Heralded as a bold high-risk marketing move, the Skittles website now has minimal company-controlled branding messages (too little say some), focusing on user-created contents of the Twitters and video posters.
Designed to appeal to its mostly teenage audience, the marketing results are shaking up the online advertising world. As described in today's WSJ piece,
The Skittles.com site doesn't usually generate much traffic. In January, Skittles.com attracted 20,000 unique U.S. visitors, according to comScore.
However, as the initial data from Buzzmetrics published in WSJ shows, the initial market results are phenomenal.
Adage.comhas pointed out this morning that Skittle's Facebook site is cooking with new friends, some 582,604 as of 11 am today.
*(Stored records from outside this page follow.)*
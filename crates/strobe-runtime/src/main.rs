// Copyright 2025 eraflo
//
// Licensed under the Apache License, Version 2.0 (the "License");
// you may not use this file except in compliance with the License.
// You may obtain a copy of the License at
//
//     http://www.apache.org/licenses/LICENSE-2.0
//
// Unless required by applicable law or agreed to in writing, software
// distributed under the License is distributed on an "AS IS" BASIS,
// WITHOUT WARRANTIES OR CONDITIONS OF ANY KIND, either express or implied.
// See the License for the specific language governing permissions and
// limitations under the License.

//! Synthetic harness: drives a fake scene through the full Strobe
//! pipeline for a few seconds of simulated time and logs the reports.
//!
//! An optional CLI argument names a JSON file with a key→bool object that
//! overrides the default settings, e.g.
//! `{"disable-shaders": true, "show-detailed-profiler": true}`.

use anyhow::{Context, Result};
use log::info;
use std::collections::HashMap;
use std::env;
use std::fs;
use std::hint::black_box;

use strobe_core::config::ConfigSource;
use strobe_core::display::{DisplaySink, LabelId, LabelStyle};
use strobe_core::hooks::{
    EffectManager, GameStage, ParticleSystem, PlayStage, ShaderStage, TriggerKind, TriggerObject,
};
use strobe_core::SceneStats;
use strobe_dispatch::{
    InstrumentedEffectManager, InstrumentedGameStage, InstrumentedParticleSystem,
    InstrumentedPlayStage, InstrumentedShaderLayer, InstrumentedTrigger,
};
use strobe_telemetry::ProfilerService;

const TICK_DT: f32 = 1.0 / 240.0;
const TICKS: u32 = 720; // 3 simulated seconds

/// HashMap-backed settings store; absent keys read as `false` except the
/// master switch, which defaults on so the harness shows something.
struct MapConfig {
    values: HashMap<String, bool>,
}

impl MapConfig {
    fn new() -> Self {
        let mut values = HashMap::new();
        values.insert("show-profiler".to_string(), true);
        Self { values }
    }

    fn overlay_json(&mut self, text: &str) -> Result<()> {
        let overrides: HashMap<String, bool> =
            serde_json::from_str(text).context("settings override is not a JSON key→bool object")?;
        self.values.extend(overrides);
        Ok(())
    }
}

impl ConfigSource for MapConfig {
    fn read_bool(&self, key: &str) -> bool {
        self.values.get(key).copied().unwrap_or(false)
    }
}

/// Forwards each report block to the log instead of a screen overlay.
#[derive(Default)]
struct LogSink {
    next_id: u32,
}

impl DisplaySink for LogSink {
    fn create_label(&mut self, style: LabelStyle) -> LabelId {
        let id = LabelId(self.next_id);
        self.next_id += 1;
        info!("created overlay label {:?} ({:?})", id, style.anchor);
        id
    }

    fn set_text(&mut self, id: LabelId, text: &str) {
        info!("label {:?}:\n{}", id, text);
    }

    fn set_visible(&mut self, _id: LabelId, _visible: bool) {}
}

// Synthetic subsystems: enough busy work that the timings are nonzero.

fn spin(iterations: u32) -> u64 {
    let mut acc = 0u64;
    for i in 0..iterations {
        acc = acc.wrapping_add(black_box(i as u64).wrapping_mul(31));
    }
    black_box(acc)
}

#[derive(Default)]
struct SyntheticGameStage {
    shader_visible: bool,
    spawned_groups: u32,
}

impl GameStage for SyntheticGameStage {
    fn update(&mut self, _dt: f32) {
        spin(20_000);
    }
    fn update_shader_layer(&mut self, _dt: f32) {
        spin(2_000);
    }
    fn set_shader_layer_visible(&mut self, visible: bool) {
        self.shader_visible = visible;
    }
    fn has_shader_layer(&self) -> bool {
        true
    }
    fn process_move_actions(&mut self) {
        spin(3_000);
    }
    fn process_rotation_actions(&mut self) {
        spin(2_000);
    }
    fn process_transform_actions(&mut self, _visible_frame: bool) {
        spin(1_500);
    }
    fn process_area_actions(&mut self, _dt: f32, _force: bool) {
        spin(1_000);
    }
    fn process_follow_actions(&mut self) {
        spin(1_000);
    }
    fn process_advanced_follow_actions(&mut self, _dt: f32) {
        spin(500);
    }
    fn process_dynamic_object_actions(&mut self, _group_id: i32, _dt: f32) {
        spin(500);
    }
    fn process_player_follow_actions(&mut self, _dt: f32) {
        spin(500);
    }
    fn update_enter_effects(&mut self, _dt: f32) {
        spin(500);
    }
    fn update_gradient_layers(&mut self) {
        spin(800);
    }
    fn spawn_group(&mut self, _group: i32, _ordered: bool, _delay: f32) {
        self.spawned_groups += 1;
    }
}

#[derive(Default)]
struct SyntheticPlayStage {
    gravity_effect_off: bool,
}

impl PlayStage for SyntheticPlayStage {
    fn shake_camera(&mut self, _duration: f32, _strength: f32, _interval: f32) {}
    fn update_visibility(&mut self, _dt: f32) {
        spin(4_000);
    }
    fn disable_gravity_effect(&mut self) {
        self.gravity_effect_off = true;
    }
    fn post_update(&mut self, _dt: f32) {
        spin(1_000);
    }
    fn check_collisions(&mut self, _dt: f32) -> i32 {
        spin(6_000);
        0
    }
    fn update_camera(&mut self, _dt: f32) {
        spin(1_000);
    }
}

#[derive(Default)]
struct SyntheticShaderLayer;

impl ShaderStage for SyntheticShaderLayer {
    fn visit(&mut self) {
        spin(8_000);
    }
    fn visit_children_only(&mut self) {
        spin(1_000);
    }
    fn perform_calculations(&mut self) {
        spin(2_000);
    }
    fn setup_shader(&mut self, _flag: bool) {}
}

#[derive(Default)]
struct SyntheticParticles;

impl ParticleSystem for SyntheticParticles {
    fn update(&mut self, _dt: f32) {
        spin(1_200);
    }
    fn add_particle(&mut self) -> bool {
        true
    }
    fn set_visible(&mut self, _visible: bool) {}
}

#[derive(Default)]
struct SyntheticEffects;

impl EffectManager for SyntheticEffects {
    fn update_pulse_effects(&mut self, _dt: f32) {
        spin(1_500);
    }
    fn update_opacity_effects(&mut self, _dt: f32) {
        spin(1_000);
    }
}

struct SyntheticTrigger(TriggerKind);

impl TriggerObject for SyntheticTrigger {
    fn kind(&self) -> TriggerKind {
        self.0
    }
    fn activate(&mut self, _x_pos: f32) {}
}

fn scene_sample(tick: u32) -> SceneStats {
    SceneStats {
        total_objects: 1500,
        visible_primary: 180 + tick % 40,
        visible_secondary: 175 + tick % 40,
        active_gradients: 2,
        shader_active: true,
        section_left: (tick / 60) as i32,
        section_right: (tick / 60) as i32 + 6,
        section_top: 4,
        section_bottom: 0,
        batch_nodes: 11,
    }
}

fn main() -> Result<()> {
    env_logger::Builder::from_env(env_logger::Env::default().default_filter_or("info")).init();

    let mut config = MapConfig::new();
    if let Some(path) = env::args().nth(1) {
        let text = fs::read_to_string(&path)
            .with_context(|| format!("cannot read settings override '{}'", path))?;
        config.overlay_json(&text)?;
        info!("applied settings overrides from {}", path);
    }

    let mut service = ProfilerService::new();
    let mut sink = LogSink::default();

    let mut game = InstrumentedGameStage::new(SyntheticGameStage::default());
    let mut play = InstrumentedPlayStage::new(SyntheticPlayStage::default());
    let mut shader = InstrumentedShaderLayer::new(SyntheticShaderLayer);
    let mut effects = InstrumentedEffectManager::new(SyntheticEffects);
    let mut particles: Vec<InstrumentedParticleSystem<SyntheticParticles>> = (0..8)
        .map(|_| InstrumentedParticleSystem::new(SyntheticParticles))
        .collect();
    let mut pulse_trigger = InstrumentedTrigger::new(SyntheticTrigger(TriggerKind::Pulse));
    let mut move_trigger = InstrumentedTrigger::new(SyntheticTrigger(TriggerKind::Move));

    info!("running {} ticks at {:.2}ms each", TICKS, TICK_DT * 1000.0);

    for tick in 0..TICKS {
        service.begin_tick(TICK_DT, &config);

        {
            let mut ctx = service.context();
            game.update(&mut ctx, TICK_DT);
            game.update_shader_layer(&mut ctx, TICK_DT);
            game.process_move_actions(&mut ctx);
            game.process_rotation_actions(&mut ctx);
            game.process_transform_actions(&mut ctx, tick % 4 != 0);
            game.process_area_actions(&mut ctx, TICK_DT, false);
            game.process_follow_actions(&mut ctx);
            game.update_gradient_layers(&mut ctx);

            play.update_visibility(&mut ctx, TICK_DT);
            let _ = play.check_collisions(&mut ctx, TICK_DT);
            play.update_camera(&mut ctx, TICK_DT);
            play.post_update(&mut ctx, TICK_DT);

            shader.perform_calculations(&mut ctx);
            shader.visit(&mut ctx);

            effects.update_pulse_effects(&mut ctx, TICK_DT);
            effects.update_opacity_effects(&mut ctx, TICK_DT);

            for system in &mut particles {
                system.update(&mut ctx, TICK_DT);
            }

            // A burst of trigger traffic every simulated quarter second.
            if tick % 60 == 0 {
                pulse_trigger.activate(&mut ctx, tick as f32);
                move_trigger.activate(&mut ctx, tick as f32);
                game.spawn_group(&mut ctx, 1, false, 0.0);
                game.spawn_group(&mut ctx, 2, false, 0.0);
            }
        }

        service.record_scene(&scene_sample(tick));
        service.end_tick(TICK_DT, &mut sink);
    }

    info!(
        "done: {} frames, {} spawn groups reached the stage",
        service.frame(),
        game.into_inner().spawned_groups
    );
    Ok(())
}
By noon (the posting of this article), Skittle's Facebook friends numbered 584,886, in other words, up more than 2000 in roughly an hour or so.
To quote Freddie Laker from today's AdAge article,
The reality is, Skittles has done this completely right. This solution was quick to produce, leverages existing communities that have great interest in the product and creates a platform that further engages the consumer. I would recommend any brand with minimal budget and the right kind of audience drop the brand sites they currently have, which I'm guessing aren't terribly effective.
For companies targetting a young demographic target and a minimal budget, the Skittles campaign is worthy of study.